Besides being successful in solving analogy tasks, Word2Vec turns out to be useful for many other tasks, such as clustering. Creating a vector space model based on all speeches of female MPs enables us to construct a nearest neighbor network of all words which are indicative of women’s parliamentary language. Each word w1 thus becomes a node and is connected to another word/node w2 if the latter appears in the set of n-closest vectors to word w1. The result is a network that at first sight might not seem very illuminating.

graph in stage1

Figure 1: Graph in Stage 1

Luckily we can use Gephi, an excellent visualization tool, to transform this unordered hairball to a neatly structured graph with identifiable clusters. Gephi not only allows one to visualize the network using different layout algorithms, it also comes with many other methods for analyzing its structure. After rearranging the graph using a linear-attraction linear-repulsion model (“Force Atlas”), we apply the “Modularity” algorithm to detect communities in the network and color each cluster separately. The result looks as follows:

graph after running layout algorithm and colored by cluster

Figure 2: Graph after running layout algorithm and colored by cluster

The motivation for constructing networks as these is only partly aesthetic. Although it might not seem obvious at first glance, the graph provides a framework for studying the lexical choice of women legislators over time as well as across party. Firstly we can separately scrutinize the clusters and identify the issues they capture. The figures below zoom in on the different communities the Modularity algorithms has detected.
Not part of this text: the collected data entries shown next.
use crate::domain::{Connection, Destination, Result};
use async_trait::async_trait;

/// Port for opening outbound connections to tunnel destinations
#[async_trait]
pub trait DialerPort: Send + Sync {
    /// Dial `destination`, returning a connection tagged with the half-close
    /// capability of the transport actually used
    async fn dial(&self, destination: &Destination) -> Result<Connection>;
}
use crate::domain::{ConnectionInfo, Result};
use async_trait::async_trait;
use uuid::Uuid;

/// Port for tracking active sessions
#[async_trait]
pub trait TrackingPort: Send + Sync {
    /// Register a new session
    async fn track_connection(&self, info: ConnectionInfo) -> Result<()>;

    /// Mark a session as closed
    async fn close_connection(&self, id: Uuid) -> Result<()>;

    /// Get all sessions that have not been closed yet
    async fn get_active_connections(&self) -> Result<Vec<ConnectionInfo>>;
}
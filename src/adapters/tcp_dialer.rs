use std::time::Duration;

use async_trait::async_trait;
use tokio::net::TcpStream;
use tokio::time::timeout;
use tracing::debug;

use crate::domain::{Connection, Destination, ProxyError, Result};
use crate::ports::DialerPort;

/// Dials destinations over plain TCP. Every connection it returns supports
/// half-close.
#[derive(Debug, Clone, Default)]
pub struct TcpDialer {
    connect_timeout: Option<Duration>,
}

impl TcpDialer {
    pub fn new(connect_timeout: Option<Duration>) -> Self {
        Self { connect_timeout }
    }
}

#[async_trait]
impl DialerPort for TcpDialer {
    async fn dial(&self, destination: &Destination) -> Result<Connection> {
        let connect = TcpStream::connect((destination.host(), destination.port()));
        let stream = match self.connect_timeout {
            Some(limit) => match timeout(limit, connect).await {
                Ok(res) => res,
                Err(_) => Err(std::io::Error::new(
                    std::io::ErrorKind::TimedOut,
                    format!("no answer within {:?}", limit),
                )),
            },
            None => connect.await,
        }
        .map_err(|e| ProxyError::dial(destination, &e))?;

        stream.set_nodelay(true).ok();
        debug!("Dialed {} ({:?})", destination, stream.peer_addr().ok());
        Ok(Connection::from(stream))
    }
}
mod consts;
mod request;
mod server;

pub use request::{reply_code, SocksRequest};
pub use server::Socks5Server;
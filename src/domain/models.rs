use std::fmt;
use std::str::FromStr;
use std::time::{Duration, Instant};

use serde::{Deserialize, Serialize};

use super::format::{beautify_duration, beautify_size};
use super::{ProxyError, Result};

/// First byte of every SOCKS5 client greeting.
pub const SOCKS5_VERSION: u8 = 0x05;

/// Port assumed when a tunnel target carries none.
pub const DEFAULT_TUNNEL_PORT: u16 = 443;

#[derive(Debug, Clone, Copy, PartialEq, Eq)]
pub enum Protocol {
    Socks5,
    Http,
}

impl Protocol {
    pub fn from_first_byte(byte: u8) -> Self {
        if byte == SOCKS5_VERSION {
            Protocol::Socks5
        } else {
            Protocol::Http
        }
    }

    pub fn as_str(&self) -> &str {
        match self {
            Protocol::Socks5 => "socks5",
            Protocol::Http => "http",
        }
    }
}

impl fmt::Display for Protocol {
    fn fmt(&self, f: &mut fmt::Formatter<'_>) -> fmt::Result {
        f.write_str(self.as_str())
    }
}

/// A `host:port` pair a tunnel is dialed to.
///
/// IPv6 hosts are stored without brackets and rendered with them.
#[derive(Debug, Clone, PartialEq, Eq, Hash)]
pub struct Destination {
    host: String,
    port: u16,
}

impl Destination {
    pub fn new(host: impl Into<String>, port: u16) -> Self {
        Self {
            host: host.into(),
            port,
        }
    }

    /// Parse a CONNECT target such as `example.com:8443`, `example.com` or
    /// `[::1]:22`. A missing port defaults to 443.
    pub fn parse(target: &str) -> Result<Self> {
        let target = target.trim();
        if target.is_empty() {
            return Err(ProxyError::InvalidDestination("empty target".to_string()));
        }

        if let Some(rest) = target.strip_prefix('[') {
            let (host, tail) = rest
                .split_once(']')
                .ok_or_else(|| ProxyError::InvalidDestination(format!("unterminated IPv6 literal in {}", target)))?;
            if host.is_empty() {
                return Err(ProxyError::InvalidDestination(format!("missing host in {}", target)));
            }
            let port = match tail {
                "" => DEFAULT_TUNNEL_PORT,
                tail => match tail.strip_prefix(':') {
                    Some(port) => parse_port(port, target)?,
                    None => {
                        return Err(ProxyError::InvalidDestination(format!(
                            "unexpected characters after IPv6 literal in {}",
                            target
                        )))
                    }
                },
            };
            return Ok(Self::new(host, port));
        }

        match target.rsplit_once(':') {
            Some((host, _)) if host.contains(':') => Err(ProxyError::InvalidDestination(format!(
                "too many colons in {}",
                target
            ))),
            Some(("", _)) => Err(ProxyError::InvalidDestination(format!("missing host in {}", target))),
            Some((host, port)) => Ok(Self::new(host, parse_port(port, target)?)),
            None => Ok(Self::new(target, DEFAULT_TUNNEL_PORT)),
        }
    }

    pub fn host(&self) -> &str {
        &self.host
    }

    pub fn port(&self) -> u16 {
        self.port
    }
}

fn parse_port(port: &str, target: &str) -> Result<u16> {
    port.parse::<u16>()
        .map_err(|e| ProxyError::InvalidDestination(format!("invalid port in {}: {}", target, e)))
}

impl fmt::Display for Destination {
    fn fmt(&self, f: &mut fmt::Formatter<'_>) -> fmt::Result {
        if self.host.contains(':') {
            write!(f, "[{}]:{}", self.host, self.port)
        } else {
            write!(f, "{}:{}", self.host, self.port)
        }
    }
}

impl FromStr for Destination {
    type Err = ProxyError;

    fn from_str(s: &str) -> Result<Self> {
        Self::parse(s)
    }
}

/// How a tunnel decides it is over.
#[derive(Debug, Clone, Copy, PartialEq, Eq, Default, Serialize, Deserialize)]
#[serde(rename_all = "lowercase")]
pub enum JoinPolicy {
    /// Wait for both directions, half-closing each writer as its reader drains.
    #[default]
    Symmetric,
    /// Tear the whole session down as soon as either direction finishes.
    Asymmetric,
}

impl FromStr for JoinPolicy {
    type Err = String;

    fn from_str(s: &str) -> std::result::Result<Self, Self::Err> {
        match s.to_lowercase().as_str() {
            "symmetric" => Ok(JoinPolicy::Symmetric),
            "asymmetric" => Ok(JoinPolicy::Asymmetric),
            other => Err(format!("unknown join policy: {}", other)),
        }
    }
}

#[derive(Debug, Clone)]
pub struct ConnectionInfo {
    pub id: uuid::Uuid,
    pub method: String,
    pub target: String,
    pub protocol: Protocol,
    pub opened_at: Instant,
    pub closed_at: Option<Instant>,
}

impl ConnectionInfo {
    pub fn new(method: String, target: String, protocol: Protocol) -> Self {
        Self {
            id: uuid::Uuid::new_v4(),
            method,
            target,
            protocol,
            opened_at: Instant::now(),
            closed_at: None,
        }
    }

    pub fn close(&mut self) {
        self.closed_at = Some(Instant::now());
    }
}

/// Accounting for one finished tunnel.
#[derive(Debug, Clone, PartialEq, Eq)]
pub struct SessionReport {
    pub destination: Destination,
    pub duration: Duration,
    pub client_to_destination: u64,
    pub destination_to_client: u64,
}

impl fmt::Display for SessionReport {
    fn fmt(&self, f: &mut fmt::Formatter<'_>) -> fmt::Result {
        write!(
            f,
            "CLOSE {} after {} ->{} <-{}",
            self.destination,
            beautify_duration(self.duration),
            beautify_size(self.client_to_destination),
            beautify_size(self.destination_to_client)
        )
    }
}

#[cfg(test)]
mod tests {
    use super::*;

    #[test]
    fn test_destination_defaults_to_tls_port() {
        let dest = Destination::parse("example.com").unwrap();
        assert_eq!(dest.host(), "example.com");
        assert_eq!(dest.port(), 443);
        assert_eq!(dest.to_string(), "example.com:443");
    }

    #[test]
    fn test_destination_with_port() {
        let dest: Destination = "example.com:8080".parse().unwrap();
        assert_eq!(dest, Destination::new("example.com", 8080));
    }

    #[test]
    fn test_destination_ipv6() {
        let dest = Destination::parse("[::1]:2222").unwrap();
        assert_eq!(dest.host(), "::1");
        assert_eq!(dest.port(), 2222);
        assert_eq!(dest.to_string(), "[::1]:2222");

        let dest = Destination::parse("[2001:db8::1]").unwrap();
        assert_eq!(dest.port(), 443);
    }

    #[test]
    fn test_destination_rejects_garbage() {
        assert!(Destination::parse("").is_err());
        assert!(Destination::parse(":80").is_err());
        assert!(Destination::parse("example.com:http").is_err());
        assert!(Destination::parse("example.com:70000").is_err());
        assert!(Destination::parse("::1").is_err());
        assert!(Destination::parse("[::1").is_err());
        assert!(Destination::parse("[::1]x").is_err());
    }

    #[test]
    fn test_protocol_classification() {
        assert_eq!(Protocol::from_first_byte(0x05), Protocol::Socks5);
        assert_eq!(Protocol::from_first_byte(b'C'), Protocol::Http);
        assert_eq!(Protocol::from_first_byte(b'G'), Protocol::Http);
        assert_eq!(Protocol::from_first_byte(0x04), Protocol::Http);
    }

    #[test]
    fn test_join_policy_from_str() {
        assert_eq!("symmetric".parse::<JoinPolicy>().unwrap(), JoinPolicy::Symmetric);
        assert_eq!("Asymmetric".parse::<JoinPolicy>().unwrap(), JoinPolicy::Asymmetric);
        assert!("both".parse::<JoinPolicy>().is_err());
        assert_eq!(JoinPolicy::default(), JoinPolicy::Symmetric);
    }

    #[test]
    fn test_session_report_display() {
        let report = SessionReport {
            destination: Destination::new("example.com", 443),
            duration: Duration::from_millis(1500),
            client_to_destination: 512,
            destination_to_client: 2048,
        };
        assert_eq!(report.to_string(), "CLOSE example.com:443 after 1.50s ->512B <-2.00KB");
    }
}
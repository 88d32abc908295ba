pub mod adapters;
pub mod app;
pub mod config;
pub mod domain;
pub mod ports;

#[cfg(test)]
pub(crate) mod testing;
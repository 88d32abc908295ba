//! Human readable sizes and durations for session log lines.

use std::time::Duration;

const UNITS: [&str; 4] = ["KB", "MB", "GB", "TB"];

pub fn beautify_size(bytes: u64) -> String {
    if bytes < 1024 {
        return format!("{}B", bytes);
    }
    let mut value = bytes as f64 / 1024.0;
    let mut unit = 0;
    while value >= 1024.0 && unit < UNITS.len() - 1 {
        value /= 1024.0;
        unit += 1;
    }
    format!("{:.2}{}", value, UNITS[unit])
}

pub fn beautify_duration(duration: Duration) -> String {
    if duration < Duration::from_millis(1) {
        format!("{}µs", duration.as_micros())
    } else if duration < Duration::from_secs(1) {
        format!("{}ms", duration.as_millis())
    } else if duration < Duration::from_secs(60) {
        format!("{:.2}s", duration.as_secs_f64())
    } else {
        let secs = duration.as_secs();
        format!("{}m{}s", secs / 60, secs % 60)
    }
}
//! Database repositories.

pub mod comment;
pub mod friendship;
pub mod post;
pub mod reaction;
pub mod user;

pub use comment::CommentRepository;
pub use friendship::FriendshipRepository;
pub use post::PostRepository;
pub use reaction::ReactionRepository;
pub use user::UserRepository;

use geofeed_common::AppError;
use sea_orm::{DbErr, SqlErr};

/// Classify a store error into the application taxonomy.
///
/// Uniqueness violations become `Conflict`, dangling references become
/// `NotFound`, and failures to reach the store become `NetworkFailure`.
pub(crate) fn db_error(err: DbErr) -> AppError {
    match err.sql_err() {
        Some(SqlErr::UniqueConstraintViolation(msg)) => return AppError::Conflict(msg),
        Some(SqlErr::ForeignKeyConstraintViolation(msg)) => return AppError::NotFound(msg),
        _ => {}
    }

    match err {
        DbErr::Conn(e) => AppError::NetworkFailure(e.to_string()),
        DbErr::ConnectionAcquire(e) => AppError::NetworkFailure(e.to_string()),
        DbErr::RecordNotFound(msg) => AppError::NotFound(msg),
        other => AppError::Database(other.to_string()),
    }
}

#[cfg(test)]
mod tests {
    use super::*;
    use sea_orm::RuntimeErr;

    #[test]
    fn test_record_not_found_maps_to_not_found() {
        let err = db_error(DbErr::RecordNotFound("post p1".to_string()));
        assert_eq!(err, AppError::NotFound("post p1".to_string()));
    }

    #[test]
    fn test_connection_error_maps_to_network_failure() {
        let err = db_error(DbErr::Conn(RuntimeErr::Internal("refused".to_string())));
        assert!(matches!(err, AppError::NetworkFailure(_)));
        assert!(err.is_retryable());
    }

    #[test]
    fn test_other_errors_map_to_database() {
        let err = db_error(DbErr::Custom("boom".to_string()));
        assert!(matches!(err, AppError::Database(_)));
    }
}
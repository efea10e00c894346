//! Create comment table migration.

use sea_orm_migration::prelude::*;

#[derive(DeriveMigrationName)]
pub struct Migration;

#[async_trait::async_trait]
impl MigrationTrait for Migration {
    async fn up(&self, manager: &SchemaManager) -> Result<(), DbErr> {
        manager
            .create_table(
                Table::create()
                    .table(Comment::Table)
                    .if_not_exists()
                    .col(
                        ColumnDef::new(Comment::Id)
                            .string_len(32)
                            .not_null()
                            .primary_key(),
                    )
                    .col(ColumnDef::new(Comment::PostId).string_len(32).not_null())
                    .col(ColumnDef::new(Comment::UserId).string_len(64).not_null())
                    .col(ColumnDef::new(Comment::Content).text().not_null())
                    .col(
                        ColumnDef::new(Comment::CreatedAt)
                            .timestamp_with_time_zone()
                            .not_null()
                            .default(Expr::current_timestamp()),
                    )
                    .foreign_key(
                        ForeignKey::create()
                            .name("fk_comment_post")
                            .from(Comment::Table, Comment::PostId)
                            .to(Post::Table, Post::Id)
                            .on_delete(ForeignKeyAction::Cascade),
                    )
                    .foreign_key(
                        ForeignKey::create()
                            .name("fk_comment_user")
                            .from(Comment::Table, Comment::UserId)
                            .to(User::Table, User::Id)
                            .on_delete(ForeignKeyAction::Cascade),
                    )
                    .to_owned(),
            )
            .await?;

        // Index: (post_id, created_at) for threads and latest-comment lookups
        manager
            .create_index(
                Index::create()
                    .name("idx_comment_post_created_at")
                    .table(Comment::Table)
                    .col(Comment::PostId)
                    .col(Comment::CreatedAt)
                    .to_owned(),
            )
            .await?;

        Ok(())
    }

    async fn down(&self, manager: &SchemaManager) -> Result<(), DbErr> {
        manager
            .drop_table(Table::drop().table(Comment::Table).to_owned())
            .await
    }
}

#[derive(Iden)]
enum Comment {
    Table,
    Id,
    PostId,
    UserId,
    Content,
    CreatedAt,
}

#[derive(Iden)]
enum Post {
    Table,
    Id,
}

#[derive(Iden)]
enum User {
    Table,
    Id,
}
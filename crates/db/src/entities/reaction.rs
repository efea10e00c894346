//! Reaction entity (one emoji per user per post).

use sea_orm::entity::prelude::*;
use serde::{Deserialize, Serialize};

#[derive(Clone, Debug, PartialEq, Eq, DeriveEntityModel, Serialize, Deserialize)]
#[sea_orm(table_name = "reaction")]
pub struct Model {
    #[sea_orm(primary_key, auto_increment = false)]
    pub id: String,

    /// The post being reacted to
    pub post_id: String,

    /// The user who reacted
    pub user_id: String,

    /// The reaction emoji (one of the fixed reaction set)
    pub emoji: String,

    pub created_at: DateTimeWithTimeZone,
}

#[derive(Copy, Clone, Debug, EnumIter, DeriveRelation)]
pub enum Relation {
    #[sea_orm(
        belongs_to = "super::user::Entity",
        from = "Column::UserId",
        to = "super::user::Column::Id",
        on_delete = "Cascade"
    )]
    User,

    #[sea_orm(
        belongs_to = "super::post::Entity",
        from = "Column::PostId",
        to = "super::post::Column::Id",
        on_delete = "Cascade"
    )]
    Post,
}

impl Related<super::user::Entity> for Entity {
    fn to() -> RelationDef {
        Relation::User.def()
    }
}

impl Related<super::post::Entity> for Entity {
    fn to() -> RelationDef {
        Relation::Post.def()
    }
}

impl ActiveModelBehavior for ActiveModel {}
graph representing the Education cluster

Figure 3: Graph representing the “Education” cluster

graph representing the fertility cluster

Figure 4: Graph representing the “Fertility” cluster

Secondly, and even more interesting for historians, Gephi supports the construction of dynamic graphs which have the ability to visualize change over time. These lexical networks capture and visualize multiple attributes, be it the frequency, the weight assigned to words by the feature selection algorithm (to what extent a word is indicative for a certain perspective), or party (i.e. if female Conservative MPs use a word more than female Labour MPs). As an example, the figure below shows a cluster of words relating to “poverty and inequality” for two different periods, with the node color indicating party (blue meaning Conservative, red standing for Labour and yellow saying that female members of both parties use a word more than their male party members).

the equality cluster for 1945 to 1951

Figure 5: the “Equality” cluster for 1945-1951 (first Attlee Cabinet)

the equality cluster for 1987 to 1992

Figure 6: the “Equality cluster for 1987-1992 (last Thatcher Cabinet)

The subgraph suggests that in the early postwar years, during the Attlee premiership, the “poverty” theme was mainly a priority of Labour women. However, during Thatcher’s last ministry both Conservative and Labour women equally prioritized this topic when speaking of the “poorest”, the “vulnerable” and “poverty”. Besides the overlap, they also employed a distinctly different jargon. Labour women talked more about “inequality” and the “[poverty] trap”, while their Conservative female colleagues concentrated on the “needy” and “poorer”.

The options for research are virtually endless and largely depend on the hypothesis or question being investigated.

Epilogue

Although these lexical networks provide a valuable framework for exploratory research on the historically changing discourse of gender and party, this might not always be the most convenient way for presenting the results. Gephi allows the user to export all the data again to a spreadsheet and analyze the network quantitatively in a more straightforward manner. Based on the network created in the aforementioned paragraphs, we can demarcate the periods during which certain clusters ranged more prominently. The following table lists the lexical communities that appeared mainly during the fifties and the sixties, suggesting that women’s interventions in the House of Commons concentrated on the practical aspect of everyday life and consumption affairs.

Table 2: Cluster for the 1945-1965

 Cluster ID  Words
1 cooking, hot, wash, laundry, apparatus, lavatory, luxury, kitchen, catering, appliance, electric, room, cleaning, portable, refrigerator, cooker, fireplace, analgesia, bathroom, bath, washing
2 foodstuff, cabbage, tomato, vitamin, glut, production, cereal, import, fruit, exporter, pear, overseas, banana, lettuce, vegetable, potato, protein, strawberry, tinned, foreign, wholesaler, decontrol, importation, imported, importer, dried, apple, carrot, export
3 soap, jam, coffee, confectionery, powder, cocoa, coupon, glove, bean, cream, ice, tin, chocolate, sandwich, sweet, biscuit

For the decades after Blair’s landslide victory in 1997, a whole new range of topics has appeared, such as transport, crime, violence and fertility.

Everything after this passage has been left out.